Companies are hiring workers out of their temporary jobs and into permanent status faster than they were last year, and job candidates are more optimistic than they used to be, Whalen said.

"I think candidates are feeling it," Whalen said. "They're getting more offers, they're getting more phone calls for jobs."

But Maryland's growth is compounded by recent disheartening developments from the private sector, said Anirban Basu, chief executive officer of Sage Policy Group, an economic and policy consulting firm in Baltimore.

The Rouse Co., the development company that owns many of the area's malls and built Columbia in Howard County, announced last week that it had been sold.

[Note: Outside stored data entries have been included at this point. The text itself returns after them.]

//! # Command Authorization & Rate-Limiting Engine
//!
//! Routes chat lines such as `!tts add brian` through a declarative command
//! grammar, decides whether the chatter may run the selected command, and
//! enforces sliding-window usage limits per group.
//!
//! ## Features
//!
//! - **Command Grammar**: Keywords, aliases and validated parameters from a scoped builder
//! - **Hierarchical Permissions**: Dotted paths with inheritance, multi-group permit bias
//! - **Usage Policies**: Sliding-window limits that escalate to the nearest configured ancestor
//! - **Hot-Reload Policies**: `policies.yaml` changes are applied without a restart
//!
//! ## Quick Start
//!
//! ```rust,no_run
//! use commandgate::prelude::*;
//! use std::sync::Arc;
//!
//! #[tokio::main]
//! async fn main() -> anyhow::Result<()> {
//!     let state = Arc::new(TtsState::new(["brian", "amy"]));
//!     let definitions: Vec<Box<dyn CommandDefinition>> = vec![Box::new(TtsCommands::new(state))];
//!     let groups = Arc::new(GroupRegistry::new());
//!     let bot = ChatBot::new(&definitions, groups, &EngineConfiguration::default())?;
//!
//!     let (tx, _rx) = tokio::sync::mpsc::channel(16);
//!     let message = ChatMessage::new("twitch", "channel", "42", "viewer", "!voice amy");
//!     let outcome = bot.process_message(&message, &tx).await;
//!     println!("{}", outcome);
//!     Ok(())
//! }
//! ```

pub mod bot;
pub mod config;
pub mod types;

// Re-export commonly used items
pub mod prelude {
    pub use crate::bot::commands::CommandSystem;
    pub use crate::bot::grammar::{
        BuildError, CommandDefinition, CommandHandler, CommandTree, GrammarBuilder,
    };
    pub use crate::bot::groups::{GroupRegistry, GroupResolver, EVERYONE};
    pub use crate::bot::parameters::{NameRegistry, NameSet, ParameterKind, ParameterSpec};
    pub use crate::bot::permissions::PermissionManager;
    pub use crate::bot::selector::{CommandSelection, CommandSelector};
    pub use crate::bot::tts_commands::{TtsCommands, TtsState};
    pub use crate::bot::usage::{UsageLimit, UsagePolicyManager};
    pub use crate::bot::ChatBot;
    pub use crate::config::{ConfigurationManager, EngineConfiguration};
    pub use crate::types::{
        BotResponse, ChatMessage, CommandOutcome, PolicyEvent, PolicySnapshot, ResponseSender,
    };
    pub use anyhow::Result;
}

// Version information
pub const VERSION: &str = env!("CARGO_PKG_VERSION");
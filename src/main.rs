use anyhow::{Context, Result};
use log::{error, info, warn};
use std::env;
use std::sync::Arc;
use tokio::io::{AsyncBufReadExt, BufReader};
use tokio::sync::mpsc;

use commandgate::prelude::*;
use commandgate::VERSION;

const POLICY_COMMAND: &str = "/policy ";

#[tokio::main]
async fn main() -> Result<()> {
    // Load environment variables and initialize logging
    dotenv::dotenv().ok();
    env_logger::Builder::from_default_env()
        .filter_level(log::LevelFilter::Info)
        .init();

    info!("Starting commandgate v{}", VERSION);

    let config_dir = env::var("COMMANDGATE_CONFIG_DIR").unwrap_or_else(|_| "config".to_string());
    let config_manager = Arc::new(ConfigurationManager::new(&config_dir));

    if let Err(e) = config_manager.initialize().await {
        error!("Failed to initialize configuration system: {:#}", e);
        return Err(e);
    }
    let config = config_manager.get_engine_config().await;

    let tts_state = Arc::new(TtsState::new(&config.voices));
    let definitions: Vec<Box<dyn CommandDefinition>> =
        vec![Box::new(TtsCommands::new(tts_state.clone()))];
    let groups = Arc::new(GroupRegistry::new());
    let bot = ChatBot::new(&definitions, groups, &config)
        .context("Failed to build command grammar")?;

    match config_manager.load_policy_snapshot().await {
        Ok(Some(snapshot)) => bot.apply_policy_event(&PolicyEvent::FullSnapshot(snapshot)).await,
        Ok(None) => info!("Starting without policies, handler defaults apply"),
        Err(e) => warn!("Ignoring unreadable policy snapshot: {:#}", e),
    }

    let listener = bot.listen_for_policy_events(config_manager.subscribe_to_policy_events());
    if let Err(e) = config_manager.watch_policies().await {
        warn!("Policy hot-reload disabled: {:#}", e);
    }

    let (response_tx, mut response_rx) = mpsc::channel::<BotResponse>(100);
    let printer = tokio::spawn(async move {
        while let Some(response) = response_rx.recv().await {
            println!("[{}#{}] {}", response.platform, response.channel, response.message);
        }
    });

    info!(
        "Type chat lines as '{}' (prefix '{}'), or '{}<json>' for a policy event. Ctrl+C exits.",
        config.console_chatter, config.command_prefix, POLICY_COMMAND
    );

    let mut lines = BufReader::new(tokio::io::stdin()).lines();
    loop {
        tokio::select! {
            line = lines.next_line() => {
                let Some(line) = line.context("Failed to read from stdin")? else {
                    break;
                };
                let line = line.trim();
                if line.is_empty() {
                    continue;
                }

                if let Some(raw) = line.strip_prefix(POLICY_COMMAND) {
                    match serde_json::from_str::<PolicyEvent>(raw) {
                        Ok(event) => bot.apply_policy_event(&event).await,
                        Err(e) => warn!("Invalid policy event: {}", e),
                    }
                    continue;
                }

                let message = console_message(&config.console_chatter, line);
                let outcome = bot.process_message(&message, &response_tx).await;
                if outcome != CommandOutcome::Success {
                    println!("-> {}", outcome);
                }
            }
            _ = tokio::signal::ctrl_c() => {
                info!("Shutdown signal received");
                break;
            }
        }
    }

    listener.abort();
    drop(bot);
    drop(response_tx);
    if let Err(e) = printer.await {
        warn!("Response printer stopped abnormally: {}", e);
    }

    info!("commandgate stopped, {} skip requests handled", tts_state.skip_requests());
    Ok(())
}

/// Lines typed into the console come from the channel owner
fn console_message(chatter: &str, line: &str) -> ChatMessage {
    let mut message = ChatMessage::new("console", "local", chatter, chatter, line);
    message.user_badges.push("broadcaster".to_string());
    message.is_mod = true;
    message
}
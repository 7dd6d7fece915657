//! Utility modules for the Gateway

pub mod error;
pub mod logging;
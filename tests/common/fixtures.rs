//! Test fixtures and factories

use ratelimit_gateway::config::{Config, PolicyConfig};
use ratelimit_gateway::core::rate_limiter::{
    DegradationController, ManualClock, Principal, RateLimitEnforcer, Scope, Tier,
};
use ratelimit_gateway::monitoring::RateLimitMetrics;
use ratelimit_gateway::server::AppState;
use ratelimit_gateway::storage::{CounterStore, InMemoryCounterStore};
use std::sync::Arc;

/// A wired gateway with its clock and store exposed
pub struct TestGateway {
    pub config: Config,
    pub clock: ManualClock,
    pub store: Arc<InMemoryCounterStore>,
    pub enforcer: Arc<RateLimitEnforcer>,
}

impl TestGateway {
    /// Default configuration at `now`
    pub fn new(now: u64) -> Self {
        Self::with_config(Config::default(), now)
    }

    pub fn with_config(config: Config, now: u64) -> Self {
        let clock = ManualClock::new(now);
        let store = Arc::new(InMemoryCounterStore::new(Arc::new(clock.clone())));
        let enforcer = Self::enforcer_on(&config, &clock, store.clone());
        Self {
            config,
            clock,
            store,
            enforcer,
        }
    }

    /// A second instance sharing this gateway's store and clock
    pub fn sibling(&self) -> Arc<RateLimitEnforcer> {
        Self::enforcer_on(&self.config, &self.clock, self.store.clone())
    }

    fn enforcer_on(
        config: &Config,
        clock: &ManualClock,
        store: Arc<dyn CounterStore>,
    ) -> Arc<RateLimitEnforcer> {
        Arc::new(
            RateLimitEnforcer::from_config(
                config.rate_limit(),
                config.degradation(),
                store,
                Arc::new(clock.clone()),
                RateLimitMetrics::disabled(),
            )
            .expect("test configuration is valid"),
        )
    }

    pub fn degradation(&self) -> &Arc<DegradationController> {
        self.enforcer.degradation()
    }

    /// HTTP state sharing this gateway's enforcer
    pub fn state(&self) -> AppState {
        AppState::new(
            self.config.clone(),
            Arc::clone(&self.enforcer),
            RateLimitMetrics::disabled(),
        )
    }
}

/// Configuration with admin routes on
pub fn admin_config() -> Config {
    let mut config = Config::default();
    config.gateway.rate_limit.admin_api = true;
    config
}

/// Configuration with a tight free-tier WebSocket quota
pub fn websocket_config(limit: u64) -> Config {
    let mut config = Config::default();
    let ws = config
        .gateway
        .rate_limit
        .scopes
        .iter_mut()
        .find(|s| s.scope == Scope::websocket_message())
        .expect("websocket scope registered by default");
    ws.overrides.free = Some(PolicyConfig::new(limit, 10, 0));
    config
}

/// Degradation tuned to trip within a couple of manual ticks
pub fn fast_degradation_config() -> Config {
    let mut config = admin_config();
    let degradation = &mut config.gateway.degradation;
    degradation.window_ticks = 2;
    degradation.sustain_ticks = 2;
    degradation.min_volume_floor = 20;
    degradation.cooldown_seconds = 5;
    degradation.emergency = PolicyConfig::new(3, 60, 0);
    config
}

/// Principal factory
pub struct PrincipalFactory;

impl PrincipalFactory {
    pub fn free(id: &str) -> Principal {
        Principal::new(id, Tier::Free)
    }

    pub fn pro(id: &str) -> Principal {
        Principal::new(id, Tier::Pro)
    }

    pub fn enterprise(id: &str) -> Principal {
        Principal::new(id, Tier::Enterprise)
    }

    /// `n` distinct free principals
    pub fn many_free(prefix: &str, n: usize) -> Vec<Principal> {
        (0..n).map(|i| Self::free(&format!("{prefix}-{i}"))).collect()
    }
}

Also, Novavax Inc., one of Maryland's few biotech companies that has products on the market, said this month that it is moving its corporate headquarters from Columbia to the Philadelphia suburbs.

"So it is not to say that everything is fine and rosy," Basu said.

Basu and other economists also warned that July employment figures are likely to be adjusted in the coming months.

In the summer, teachers are leaving the labor force, local governments hire to fill positions in parks and other places and there's more seasonal work such as waiting tables and restaurants at the Inner Harbor or at the beach.

Because of that, Basu and other economists said, the state's addition of 11,800 jobs may be less than solid. "I would love to jump up and down and do cartwheels when I hear such a number, but I cannot," Basu said, "and the reason is economists generally take July job numbers with a grain of salt."

The last time Maryland saw such a large July job surge was in July 1997 when 13,800 jobs were created, according to the state Department of Labor, Licensing and Regulation. So far this year, the state has added 52,300 jobs.

The department's deputy secretary, John M. Wasilisin, said Maryland officials are most proud of the state's steady job increase since the beginning of the year.